Last year, ESPN offered access to the Cricket World Cup via an over-the-top streaming video subscription. ESPN may look to offer similar subscriptions for content that doesn't fit into its regular programming schedule on ESPN or ESPN2.
Meanwhile, Marvel already offers a direct-to-consumer subscription product in the form of Marvel Unlimited. The $10 a month subscription offers access to Marvel's complete comic archive as well as new issues. Marvel Comics holds the rights to Star Wars, and relaunched Star Wars comics last year.
But Disney still needs the bundle
All those examples are to say Disney's brands already have lots of relationships with consumers online through digital platforms. Adding more video content to those platforms and attracting a substantial subscriber base is as easy as sending out an email or push notification.

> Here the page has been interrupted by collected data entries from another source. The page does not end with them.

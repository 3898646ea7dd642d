//! File-based subscriber persistence.
//!
//! The on-disk format is a bare JSON array of signed integers in sorted
//! order, e.g. `[-100123, 42, 77]`.

use std::io::ErrorKind;
use std::path::{Path, PathBuf};

use thiserror::Error;

use super::SubscriberSet;

/// Result of loading the subscriber set from persistent storage.
///
/// Explicitly models all valid states to avoid ambiguity:
/// - Successfully loaded a previous set
/// - No previous set exists (first run)
/// - A file exists but is corrupted/unreadable
#[derive(Debug, Clone)]
pub enum LoadResult {
    /// Successfully loaded a previously saved set.
    Loaded(SubscriberSet),

    /// No registry file exists (first run or explicitly deleted).
    NotFound,

    /// Registry file exists but could not be read or parsed.
    /// Callers should continue with an empty set and overwrite on next save.
    Corrupted {
        /// Reason for corruption (for logging/debugging).
        reason: String,
    },
}

impl LoadResult {
    /// Returns the loaded set, or an empty set for `NotFound`/`Corrupted`.
    #[must_use]
    pub fn into_set(self) -> SubscriberSet {
        match self {
            Self::Loaded(set) => set,
            Self::NotFound | Self::Corrupted { .. } => SubscriberSet::new(),
        }
    }

    /// Returns `true` if a set was successfully loaded.
    #[must_use]
    pub const fn is_loaded(&self) -> bool {
        matches!(self, Self::Loaded(_))
    }
}

/// Errors that can occur while persisting the subscriber set.
///
/// Only covers write-side errors; read-side issues are modeled as
/// [`LoadResult`] variants to allow graceful degradation.
#[derive(Debug, Error)]
pub enum StoreError {
    /// Failed to write the registry file.
    #[error("Failed to write registry file: {0}")]
    Write(#[source] std::io::Error),

    /// Failed to serialize the set to JSON.
    #[error("Failed to serialize registry: {0}")]
    Serialize(#[source] serde_json::Error),
}

/// Abstraction for persisting the subscriber set between runs.
///
/// Implementations should:
/// - Use atomic writes so a crash mid-write leaves either old or new content
/// - Handle missing files gracefully (return `LoadResult::NotFound`)
/// - Degrade gracefully on read errors (return `LoadResult::Corrupted`)
///
/// # Testing
///
/// Use [`mock::MockRegistryStore`] in tests to avoid filesystem dependencies.
pub trait RegistryStore: Send + Sync {
    /// Loads the previously saved subscriber set.
    fn load(&self) -> LoadResult;

    /// Saves the full subscriber set.
    ///
    /// # Errors
    ///
    /// Returns an error if the set cannot be written. A write failure does
    /// not roll back in-memory state; callers log and continue.
    fn save(
        &self,
        set: &SubscriberSet,
    ) -> impl std::future::Future<Output = Result<(), StoreError>> + Send;
}

/// File-based implementation of [`RegistryStore`].
///
/// # Atomic Writes
///
/// Uses the write-to-temp-then-rename pattern:
/// 1. Write to `{path}.tmp`
/// 2. Rename `{path}.tmp` to `{path}`
///
/// This ensures the file is either fully written or not written at all.
#[derive(Debug, Clone)]
pub struct FileRegistryStore {
    path: PathBuf,
}

impl FileRegistryStore {
    /// Creates a new file-based registry store at the given path.
    #[must_use]
    pub fn new(path: impl Into<PathBuf>) -> Self {
        Self { path: path.into() }
    }

    /// Returns the path to the registry file.
    #[must_use]
    pub fn path(&self) -> &Path {
        &self.path
    }

    /// Performs the blocking save operation.
    ///
    /// Separated out so it can be wrapped in `spawn_blocking`.
    fn save_blocking(path: &Path, set: &SubscriberSet) -> Result<(), StoreError> {
        // BTreeSet serializes in sorted order, keeping the file deterministic.
        let content = serde_json::to_string(set).map_err(StoreError::Serialize)?;

        if let Some(parent) = path.parent() {
            if !parent.as_os_str().is_empty() {
                std::fs::create_dir_all(parent).map_err(StoreError::Write)?;
            }
        }

        // Append .tmp instead of replacing extension to avoid conflicts
        // (e.g., subscribers.json -> subscribers.json.tmp)
        let temp_path = PathBuf::from(format!("{}.tmp", path.display()));

        std::fs::write(&temp_path, content).map_err(StoreError::Write)?;

        // Atomic rename (on most filesystems)
        std::fs::rename(&temp_path, path).map_err(StoreError::Write)?;

        Ok(())
    }
}

impl RegistryStore for FileRegistryStore {
    fn load(&self) -> LoadResult {
        let content = match std::fs::read_to_string(&self.path) {
            Ok(c) => c,
            Err(e) if e.kind() == ErrorKind::NotFound => return LoadResult::NotFound,
            Err(e) => {
                return LoadResult::Corrupted {
                    reason: format!("Failed to read file: {e}"),
                };
            }
        };

        match serde_json::from_str::<SubscriberSet>(&content) {
            Ok(set) => LoadResult::Loaded(set),
            Err(e) => LoadResult::Corrupted {
                reason: format!("Invalid JSON: {e}"),
            },
        }
    }

    async fn save(&self, set: &SubscriberSet) -> Result<(), StoreError> {
        let path = self.path.clone();
        let set = set.clone();

        // Use spawn_blocking to avoid blocking the async runtime
        tokio::task::spawn_blocking(move || Self::save_blocking(&path, &set))
            .await
            .expect("spawn_blocking task panicked")
    }
}
//! Subscriber registry: identifiers, the in-memory set, and persistence.
//!
//! This module provides:
//! - [`SubscriberId`]: an opaque numeric notification destination
//! - [`SubscriberSet`]: the in-memory set with idempotent add/remove
//! - [`RegistryStore`] / [`FileRegistryStore`]: persistence across restarts
//! - [`LoadResult`] / [`StoreError`]: read-side degradation and write errors

mod store;

#[cfg(test)]
#[path = "mod_tests.rs"]
mod tests;

pub use store::{FileRegistryStore, LoadResult, RegistryStore, StoreError};

#[cfg(test)]
pub use store::mock;

use std::collections::BTreeSet;
use std::fmt;
use std::str::FromStr;

use serde::{Deserialize, Serialize};

/// An opaque subscriber identifier (a Telegram chat id).
///
/// Stored as a signed integer; ordering is only used to keep persisted
/// output deterministic.
#[derive(
    Debug, Clone, Copy, PartialEq, Eq, PartialOrd, Ord, Hash, Serialize, Deserialize,
)]
#[serde(transparent)]
pub struct SubscriberId(i64);

impl SubscriberId {
    /// Creates a subscriber id from its raw value.
    #[must_use]
    pub const fn new(id: i64) -> Self {
        Self(id)
    }

    /// Returns the raw identifier value.
    #[must_use]
    pub const fn value(self) -> i64 {
        self.0
    }
}

impl fmt::Display for SubscriberId {
    fn fmt(&self, f: &mut fmt::Formatter<'_>) -> fmt::Result {
        self.0.fmt(f)
    }
}

impl From<i64> for SubscriberId {
    fn from(id: i64) -> Self {
        Self(id)
    }
}

impl FromStr for SubscriberId {
    type Err = std::num::ParseIntError;

    fn from_str(s: &str) -> Result<Self, Self::Err> {
        s.parse::<i64>().map(Self)
    }
}

/// The set of subscribers to notify.
///
/// Membership is unique; add and remove are idempotent. Iteration and
/// serialization are in sorted order so persisted output is deterministic
/// and diff-friendly.
#[derive(Debug, Clone, Default, PartialEq, Eq, Serialize, Deserialize)]
#[serde(transparent)]
pub struct SubscriberSet(BTreeSet<SubscriberId>);

impl SubscriberSet {
    /// Creates an empty subscriber set.
    #[must_use]
    pub const fn new() -> Self {
        Self(BTreeSet::new())
    }

    /// Adds a subscriber. Returns `true` if it was not already present.
    pub fn subscribe(&mut self, id: SubscriberId) -> bool {
        self.0.insert(id)
    }

    /// Removes a subscriber. Returns `true` if it was present.
    ///
    /// Removing an absent subscriber is not an error.
    pub fn unsubscribe(&mut self, id: SubscriberId) -> bool {
        self.0.remove(&id)
    }

    /// Returns `true` if the subscriber is in the set.
    #[must_use]
    pub fn contains(&self, id: SubscriberId) -> bool {
        self.0.contains(&id)
    }

    /// Returns the number of subscribers.
    #[must_use]
    pub fn len(&self) -> usize {
        self.0.len()
    }

    /// Returns `true` if there are no subscribers.
    #[must_use]
    pub fn is_empty(&self) -> bool {
        self.0.is_empty()
    }

    /// Returns a stable snapshot of the current membership, sorted.
    ///
    /// Delivery rounds iterate over a snapshot so that removals during the
    /// round do not affect who receives that round's message.
    #[must_use]
    pub fn snapshot(&self) -> Vec<SubscriberId> {
        self.0.iter().copied().collect()
    }

    /// Iterates over the subscribers in sorted order.
    pub fn iter(&self) -> impl Iterator<Item = SubscriberId> + '_ {
        self.0.iter().copied()
    }
}

impl FromIterator<SubscriberId> for SubscriberSet {
    fn from_iter<I: IntoIterator<Item = SubscriberId>>(iter: I) -> Self {
        Self(iter.into_iter().collect())
    }
}

impl FromIterator<i64> for SubscriberSet {
    fn from_iter<I: IntoIterator<Item = i64>>(iter: I) -> Self {
        iter.into_iter().map(SubscriberId::new).collect()
    }
}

But Disney can't risk alienating pay-TV operators or cable subscribers. As it goes about exploring new distribution opportunities for Disney and ESPN, it needs to keep in mind who butters its bread. The company's Media Networks segment accounted for 44% of total revenue last year. Even with the explosion of Star Wars at the box office last quarter, the segment still accounted for 42% of revenue.
Going over the top of cable operators would certainly provide more choice to consumers. But it risks alienating cable operators, who are already moving away from ESPN with skinny bundles. Providing an a la carte option gives operators one more excuse not to include the expensive network in their light packages -- if customers really want it, they can buy the streaming version.
Disney blamed skinny bundles for the subscriber losses ESPN experienced over the past couple of years. Since 2013, ESPN subscribers fell from 99 million to 92 million. Iger says he's in talks with traditional platforms to get ESPN into their light packages in an effort to stem losses.
A recent survey from BTIG found that if ESPN went over the top, it wouldn't do very well. Just 6% of respondents said they would pay $20 per month for an ESPN streaming service, even if it was the only way to subscribe to the network. Analysts estimate that ESPN would have to charge more than $30 based on its existing viewership to maintain its current revenue.
Streaming platforms represent an interesting opportunity for Disney. Adding access to movies for existing services such as Marvel Unlimited could provide some additional revenue for the company. But the bulk of its revenue comes from Media Networks, and it can't afford to ditch the bundle at this point.